## Task to carry out
Where the records below show a line containing "if self.phase == Phase::Unchecked", start copying; end with the line containing "if !allowed.iter().any(|role| user.has_role(role))", and copy it too.

## Working data
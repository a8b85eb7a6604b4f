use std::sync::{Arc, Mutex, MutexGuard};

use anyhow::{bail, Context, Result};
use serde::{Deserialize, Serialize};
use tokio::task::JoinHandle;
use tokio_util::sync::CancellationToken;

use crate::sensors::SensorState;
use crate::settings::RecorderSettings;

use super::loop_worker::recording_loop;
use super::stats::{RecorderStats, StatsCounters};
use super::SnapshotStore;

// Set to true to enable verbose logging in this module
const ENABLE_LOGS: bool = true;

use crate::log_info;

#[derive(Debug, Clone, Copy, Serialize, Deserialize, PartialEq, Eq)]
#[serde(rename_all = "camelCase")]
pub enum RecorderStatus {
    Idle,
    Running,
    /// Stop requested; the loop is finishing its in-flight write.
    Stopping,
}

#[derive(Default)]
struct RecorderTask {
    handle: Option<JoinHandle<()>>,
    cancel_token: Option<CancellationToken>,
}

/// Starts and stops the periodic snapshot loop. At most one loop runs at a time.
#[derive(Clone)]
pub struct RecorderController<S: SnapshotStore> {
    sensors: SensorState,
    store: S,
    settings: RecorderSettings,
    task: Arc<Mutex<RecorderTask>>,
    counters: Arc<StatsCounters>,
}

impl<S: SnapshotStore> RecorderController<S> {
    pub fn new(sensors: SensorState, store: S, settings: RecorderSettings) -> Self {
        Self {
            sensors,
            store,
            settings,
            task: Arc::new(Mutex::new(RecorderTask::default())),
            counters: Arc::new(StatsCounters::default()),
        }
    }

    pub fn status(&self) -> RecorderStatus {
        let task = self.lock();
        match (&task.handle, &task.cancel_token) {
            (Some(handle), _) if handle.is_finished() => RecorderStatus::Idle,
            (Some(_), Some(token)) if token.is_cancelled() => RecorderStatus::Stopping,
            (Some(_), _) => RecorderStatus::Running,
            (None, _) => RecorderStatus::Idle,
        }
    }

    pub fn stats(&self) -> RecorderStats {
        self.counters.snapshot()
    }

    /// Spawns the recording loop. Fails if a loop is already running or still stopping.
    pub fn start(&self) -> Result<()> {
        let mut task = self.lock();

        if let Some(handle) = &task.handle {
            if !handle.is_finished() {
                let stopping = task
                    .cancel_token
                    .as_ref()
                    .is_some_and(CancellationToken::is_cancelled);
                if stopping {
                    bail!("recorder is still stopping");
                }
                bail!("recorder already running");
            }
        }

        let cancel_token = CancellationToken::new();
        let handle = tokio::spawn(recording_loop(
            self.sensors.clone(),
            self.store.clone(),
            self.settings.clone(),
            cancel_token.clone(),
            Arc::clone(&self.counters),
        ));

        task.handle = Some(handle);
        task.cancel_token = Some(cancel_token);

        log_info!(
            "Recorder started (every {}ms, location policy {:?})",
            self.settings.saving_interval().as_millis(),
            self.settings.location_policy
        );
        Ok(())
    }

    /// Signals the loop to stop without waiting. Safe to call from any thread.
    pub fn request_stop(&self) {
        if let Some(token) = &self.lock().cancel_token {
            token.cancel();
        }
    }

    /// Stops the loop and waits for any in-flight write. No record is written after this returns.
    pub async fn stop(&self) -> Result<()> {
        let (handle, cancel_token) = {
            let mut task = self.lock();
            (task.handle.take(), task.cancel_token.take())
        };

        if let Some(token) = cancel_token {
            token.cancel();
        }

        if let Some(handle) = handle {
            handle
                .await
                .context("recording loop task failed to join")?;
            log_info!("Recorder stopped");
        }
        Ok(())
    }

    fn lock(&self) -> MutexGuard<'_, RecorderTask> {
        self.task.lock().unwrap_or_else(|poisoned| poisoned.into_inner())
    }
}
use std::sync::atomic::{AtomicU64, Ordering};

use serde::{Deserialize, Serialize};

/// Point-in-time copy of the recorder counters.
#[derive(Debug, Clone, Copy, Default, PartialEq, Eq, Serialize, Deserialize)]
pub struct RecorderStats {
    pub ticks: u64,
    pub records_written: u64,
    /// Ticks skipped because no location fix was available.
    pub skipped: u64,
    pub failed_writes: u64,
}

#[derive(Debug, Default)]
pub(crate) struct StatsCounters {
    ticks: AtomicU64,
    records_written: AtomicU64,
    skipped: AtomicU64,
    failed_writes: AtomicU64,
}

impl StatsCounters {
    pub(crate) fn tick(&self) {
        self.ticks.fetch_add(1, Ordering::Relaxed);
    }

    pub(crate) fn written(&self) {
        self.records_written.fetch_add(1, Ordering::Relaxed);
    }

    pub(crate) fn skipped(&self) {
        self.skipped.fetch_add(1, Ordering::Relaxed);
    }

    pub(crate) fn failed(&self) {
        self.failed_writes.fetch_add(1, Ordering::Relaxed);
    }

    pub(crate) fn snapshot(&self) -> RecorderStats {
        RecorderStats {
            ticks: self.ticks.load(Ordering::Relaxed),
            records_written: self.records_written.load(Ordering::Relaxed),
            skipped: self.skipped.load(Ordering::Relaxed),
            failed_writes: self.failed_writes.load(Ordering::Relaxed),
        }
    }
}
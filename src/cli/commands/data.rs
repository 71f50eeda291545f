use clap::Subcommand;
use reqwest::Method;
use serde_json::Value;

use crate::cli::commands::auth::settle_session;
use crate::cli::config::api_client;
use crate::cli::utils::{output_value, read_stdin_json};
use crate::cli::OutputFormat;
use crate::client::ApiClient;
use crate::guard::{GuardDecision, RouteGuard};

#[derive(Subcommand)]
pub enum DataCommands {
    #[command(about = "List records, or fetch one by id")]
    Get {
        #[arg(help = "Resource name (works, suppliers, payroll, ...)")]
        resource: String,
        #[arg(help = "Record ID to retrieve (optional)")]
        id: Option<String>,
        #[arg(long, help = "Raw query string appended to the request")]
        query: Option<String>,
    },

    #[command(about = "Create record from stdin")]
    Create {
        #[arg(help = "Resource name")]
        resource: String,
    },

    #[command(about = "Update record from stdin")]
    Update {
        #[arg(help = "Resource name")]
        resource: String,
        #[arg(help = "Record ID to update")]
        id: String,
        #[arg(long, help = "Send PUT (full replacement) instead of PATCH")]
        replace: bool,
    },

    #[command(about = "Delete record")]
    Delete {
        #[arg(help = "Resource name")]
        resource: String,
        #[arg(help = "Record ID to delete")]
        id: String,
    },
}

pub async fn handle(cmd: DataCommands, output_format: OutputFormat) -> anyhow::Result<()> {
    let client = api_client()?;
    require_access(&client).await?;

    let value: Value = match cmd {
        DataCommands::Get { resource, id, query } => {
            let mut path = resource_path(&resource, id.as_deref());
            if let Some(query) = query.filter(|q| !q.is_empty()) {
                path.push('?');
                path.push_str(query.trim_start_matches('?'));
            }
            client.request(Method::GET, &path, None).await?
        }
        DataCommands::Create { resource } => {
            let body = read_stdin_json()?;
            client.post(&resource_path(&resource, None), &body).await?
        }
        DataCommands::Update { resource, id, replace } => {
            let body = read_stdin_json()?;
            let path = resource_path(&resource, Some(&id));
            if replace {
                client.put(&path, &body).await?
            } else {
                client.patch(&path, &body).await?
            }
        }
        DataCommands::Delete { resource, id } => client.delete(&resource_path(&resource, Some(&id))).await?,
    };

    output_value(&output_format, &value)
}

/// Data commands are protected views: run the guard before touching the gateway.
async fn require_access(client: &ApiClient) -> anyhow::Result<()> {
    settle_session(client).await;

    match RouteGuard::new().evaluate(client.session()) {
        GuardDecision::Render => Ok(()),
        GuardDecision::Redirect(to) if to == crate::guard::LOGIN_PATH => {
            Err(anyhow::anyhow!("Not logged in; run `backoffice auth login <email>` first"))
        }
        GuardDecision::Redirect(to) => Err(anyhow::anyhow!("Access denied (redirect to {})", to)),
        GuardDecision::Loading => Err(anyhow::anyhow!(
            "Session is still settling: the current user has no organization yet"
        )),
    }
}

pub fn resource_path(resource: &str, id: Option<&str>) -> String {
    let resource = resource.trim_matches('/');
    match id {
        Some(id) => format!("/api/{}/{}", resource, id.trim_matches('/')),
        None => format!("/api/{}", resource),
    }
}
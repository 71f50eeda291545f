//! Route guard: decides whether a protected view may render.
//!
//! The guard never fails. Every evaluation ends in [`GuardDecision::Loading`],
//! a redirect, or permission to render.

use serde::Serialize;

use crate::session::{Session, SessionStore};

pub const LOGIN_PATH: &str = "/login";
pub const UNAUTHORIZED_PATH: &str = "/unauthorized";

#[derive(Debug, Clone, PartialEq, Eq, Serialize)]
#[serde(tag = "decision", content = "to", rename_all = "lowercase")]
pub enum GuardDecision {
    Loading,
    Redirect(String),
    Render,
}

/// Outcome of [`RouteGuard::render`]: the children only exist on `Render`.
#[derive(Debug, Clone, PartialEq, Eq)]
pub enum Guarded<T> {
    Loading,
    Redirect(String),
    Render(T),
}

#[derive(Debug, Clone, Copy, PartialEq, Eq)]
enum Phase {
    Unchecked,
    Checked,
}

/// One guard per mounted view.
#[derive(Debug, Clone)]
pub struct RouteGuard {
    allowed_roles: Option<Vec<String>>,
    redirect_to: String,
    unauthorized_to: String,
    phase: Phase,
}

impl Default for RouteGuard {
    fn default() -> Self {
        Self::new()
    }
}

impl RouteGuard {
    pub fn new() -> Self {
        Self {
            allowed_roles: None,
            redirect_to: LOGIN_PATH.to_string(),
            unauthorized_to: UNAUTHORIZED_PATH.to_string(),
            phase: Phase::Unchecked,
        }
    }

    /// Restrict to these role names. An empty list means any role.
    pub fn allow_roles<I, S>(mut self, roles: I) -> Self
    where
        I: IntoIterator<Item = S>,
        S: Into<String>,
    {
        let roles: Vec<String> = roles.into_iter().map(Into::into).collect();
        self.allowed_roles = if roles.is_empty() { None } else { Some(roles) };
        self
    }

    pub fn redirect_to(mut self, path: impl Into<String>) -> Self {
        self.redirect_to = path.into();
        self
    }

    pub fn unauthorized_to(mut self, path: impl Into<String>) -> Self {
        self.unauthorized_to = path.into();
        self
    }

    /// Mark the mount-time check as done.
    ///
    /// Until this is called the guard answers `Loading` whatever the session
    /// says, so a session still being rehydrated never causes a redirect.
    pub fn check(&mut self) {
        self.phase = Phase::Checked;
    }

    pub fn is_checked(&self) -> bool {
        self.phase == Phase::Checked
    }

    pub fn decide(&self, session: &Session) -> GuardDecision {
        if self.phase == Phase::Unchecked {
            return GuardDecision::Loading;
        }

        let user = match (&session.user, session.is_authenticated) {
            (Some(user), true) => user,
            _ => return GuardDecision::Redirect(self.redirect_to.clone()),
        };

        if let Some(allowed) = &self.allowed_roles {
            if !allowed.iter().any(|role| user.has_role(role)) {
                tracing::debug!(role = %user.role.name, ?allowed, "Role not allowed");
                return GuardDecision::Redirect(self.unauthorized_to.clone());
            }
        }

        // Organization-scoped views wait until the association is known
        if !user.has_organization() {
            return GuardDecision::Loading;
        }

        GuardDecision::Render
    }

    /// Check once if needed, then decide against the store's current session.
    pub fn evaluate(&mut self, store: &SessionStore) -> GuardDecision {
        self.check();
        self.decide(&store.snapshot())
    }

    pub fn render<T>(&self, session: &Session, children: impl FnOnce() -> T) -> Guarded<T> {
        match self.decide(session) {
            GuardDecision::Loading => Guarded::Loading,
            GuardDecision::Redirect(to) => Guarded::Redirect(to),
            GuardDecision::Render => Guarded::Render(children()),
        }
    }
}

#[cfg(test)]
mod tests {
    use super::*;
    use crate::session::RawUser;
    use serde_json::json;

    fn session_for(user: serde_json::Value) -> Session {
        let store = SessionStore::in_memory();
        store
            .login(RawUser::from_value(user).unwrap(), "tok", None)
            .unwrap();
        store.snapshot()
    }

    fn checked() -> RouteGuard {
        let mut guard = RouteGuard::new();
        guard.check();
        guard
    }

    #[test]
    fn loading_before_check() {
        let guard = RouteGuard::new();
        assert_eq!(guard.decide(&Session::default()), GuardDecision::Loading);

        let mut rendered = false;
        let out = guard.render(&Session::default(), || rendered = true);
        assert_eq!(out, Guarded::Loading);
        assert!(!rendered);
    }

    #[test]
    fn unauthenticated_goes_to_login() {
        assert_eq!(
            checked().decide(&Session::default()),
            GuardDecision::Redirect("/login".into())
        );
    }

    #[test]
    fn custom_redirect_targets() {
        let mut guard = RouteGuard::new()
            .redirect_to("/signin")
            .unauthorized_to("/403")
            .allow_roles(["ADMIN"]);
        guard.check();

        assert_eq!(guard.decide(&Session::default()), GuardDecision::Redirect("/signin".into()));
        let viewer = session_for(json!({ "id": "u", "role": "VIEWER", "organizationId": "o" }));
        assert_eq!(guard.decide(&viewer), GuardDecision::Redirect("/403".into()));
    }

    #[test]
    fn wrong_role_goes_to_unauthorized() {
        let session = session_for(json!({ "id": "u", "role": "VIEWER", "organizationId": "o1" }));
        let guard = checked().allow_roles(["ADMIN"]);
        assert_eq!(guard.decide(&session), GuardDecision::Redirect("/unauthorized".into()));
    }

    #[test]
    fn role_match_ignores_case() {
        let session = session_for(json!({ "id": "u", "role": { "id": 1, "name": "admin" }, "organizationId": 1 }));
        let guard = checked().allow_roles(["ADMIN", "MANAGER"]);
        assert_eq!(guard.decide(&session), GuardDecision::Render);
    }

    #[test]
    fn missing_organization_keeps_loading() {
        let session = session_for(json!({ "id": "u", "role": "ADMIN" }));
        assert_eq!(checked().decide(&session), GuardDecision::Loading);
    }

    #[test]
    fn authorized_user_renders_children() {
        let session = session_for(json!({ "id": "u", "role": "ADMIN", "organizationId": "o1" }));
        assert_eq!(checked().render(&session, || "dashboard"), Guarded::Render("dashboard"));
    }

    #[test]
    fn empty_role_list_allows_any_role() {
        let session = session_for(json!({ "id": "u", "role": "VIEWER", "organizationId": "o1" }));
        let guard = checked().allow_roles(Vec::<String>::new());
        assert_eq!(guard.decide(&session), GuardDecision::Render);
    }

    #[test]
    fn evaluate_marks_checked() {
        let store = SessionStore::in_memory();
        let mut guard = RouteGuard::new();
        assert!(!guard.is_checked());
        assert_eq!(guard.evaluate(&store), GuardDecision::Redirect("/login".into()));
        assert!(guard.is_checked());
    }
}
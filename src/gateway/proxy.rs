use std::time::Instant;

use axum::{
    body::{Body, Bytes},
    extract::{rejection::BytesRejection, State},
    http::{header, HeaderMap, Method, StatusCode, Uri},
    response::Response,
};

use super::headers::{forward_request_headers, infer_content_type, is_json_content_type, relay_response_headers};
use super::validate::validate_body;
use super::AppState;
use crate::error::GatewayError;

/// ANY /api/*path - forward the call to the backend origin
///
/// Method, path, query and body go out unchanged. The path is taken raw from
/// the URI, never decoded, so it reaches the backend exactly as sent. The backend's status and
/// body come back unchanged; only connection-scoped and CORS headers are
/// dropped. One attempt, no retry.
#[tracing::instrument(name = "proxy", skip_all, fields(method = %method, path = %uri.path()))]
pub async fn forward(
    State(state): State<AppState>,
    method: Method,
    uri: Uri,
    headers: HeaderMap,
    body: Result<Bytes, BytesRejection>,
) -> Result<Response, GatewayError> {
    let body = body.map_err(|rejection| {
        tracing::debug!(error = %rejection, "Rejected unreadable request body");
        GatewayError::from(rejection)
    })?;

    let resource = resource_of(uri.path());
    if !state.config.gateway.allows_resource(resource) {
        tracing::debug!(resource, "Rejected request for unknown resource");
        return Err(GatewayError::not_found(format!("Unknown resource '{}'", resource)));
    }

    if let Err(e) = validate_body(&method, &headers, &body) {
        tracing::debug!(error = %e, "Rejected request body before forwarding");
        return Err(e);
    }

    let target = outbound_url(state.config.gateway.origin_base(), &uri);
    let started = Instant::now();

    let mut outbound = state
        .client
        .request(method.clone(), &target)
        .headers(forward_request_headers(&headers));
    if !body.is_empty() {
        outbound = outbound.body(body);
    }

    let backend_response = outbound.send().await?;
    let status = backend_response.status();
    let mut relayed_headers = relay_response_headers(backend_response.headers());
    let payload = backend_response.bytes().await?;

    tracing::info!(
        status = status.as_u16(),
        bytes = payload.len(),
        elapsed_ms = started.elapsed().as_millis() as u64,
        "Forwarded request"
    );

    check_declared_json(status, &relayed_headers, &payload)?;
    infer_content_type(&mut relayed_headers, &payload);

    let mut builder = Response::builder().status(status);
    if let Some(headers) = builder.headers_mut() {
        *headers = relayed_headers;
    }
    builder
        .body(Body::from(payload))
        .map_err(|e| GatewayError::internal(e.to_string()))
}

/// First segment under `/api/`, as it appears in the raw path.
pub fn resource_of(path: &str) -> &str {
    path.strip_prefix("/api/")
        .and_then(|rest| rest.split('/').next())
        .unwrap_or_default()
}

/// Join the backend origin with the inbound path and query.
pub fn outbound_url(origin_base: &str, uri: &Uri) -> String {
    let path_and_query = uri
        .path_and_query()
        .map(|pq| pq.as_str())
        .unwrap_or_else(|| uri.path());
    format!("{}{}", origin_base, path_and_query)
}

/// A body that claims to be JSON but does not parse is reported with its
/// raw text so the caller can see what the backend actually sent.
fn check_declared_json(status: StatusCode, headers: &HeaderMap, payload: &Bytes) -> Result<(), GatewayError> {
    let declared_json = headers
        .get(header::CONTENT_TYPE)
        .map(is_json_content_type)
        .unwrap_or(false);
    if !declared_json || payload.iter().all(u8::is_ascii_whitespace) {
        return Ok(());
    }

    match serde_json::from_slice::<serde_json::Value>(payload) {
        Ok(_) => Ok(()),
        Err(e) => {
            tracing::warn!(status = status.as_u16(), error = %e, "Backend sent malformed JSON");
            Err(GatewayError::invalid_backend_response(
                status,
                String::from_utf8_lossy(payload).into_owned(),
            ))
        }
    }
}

## Finished task
        if self.phase == Phase::Unchecked {
            return GuardDecision::Loading;
        }

        let user = match (&session.user, session.is_authenticated) {
            (Some(user), true) => user,
            _ => return GuardDecision::Redirect(self.redirect_to.clone()),
        };

        if let Some(allowed) = &self.allowed_roles {
            if !allowed.iter().any(|role| user.has_role(role)) {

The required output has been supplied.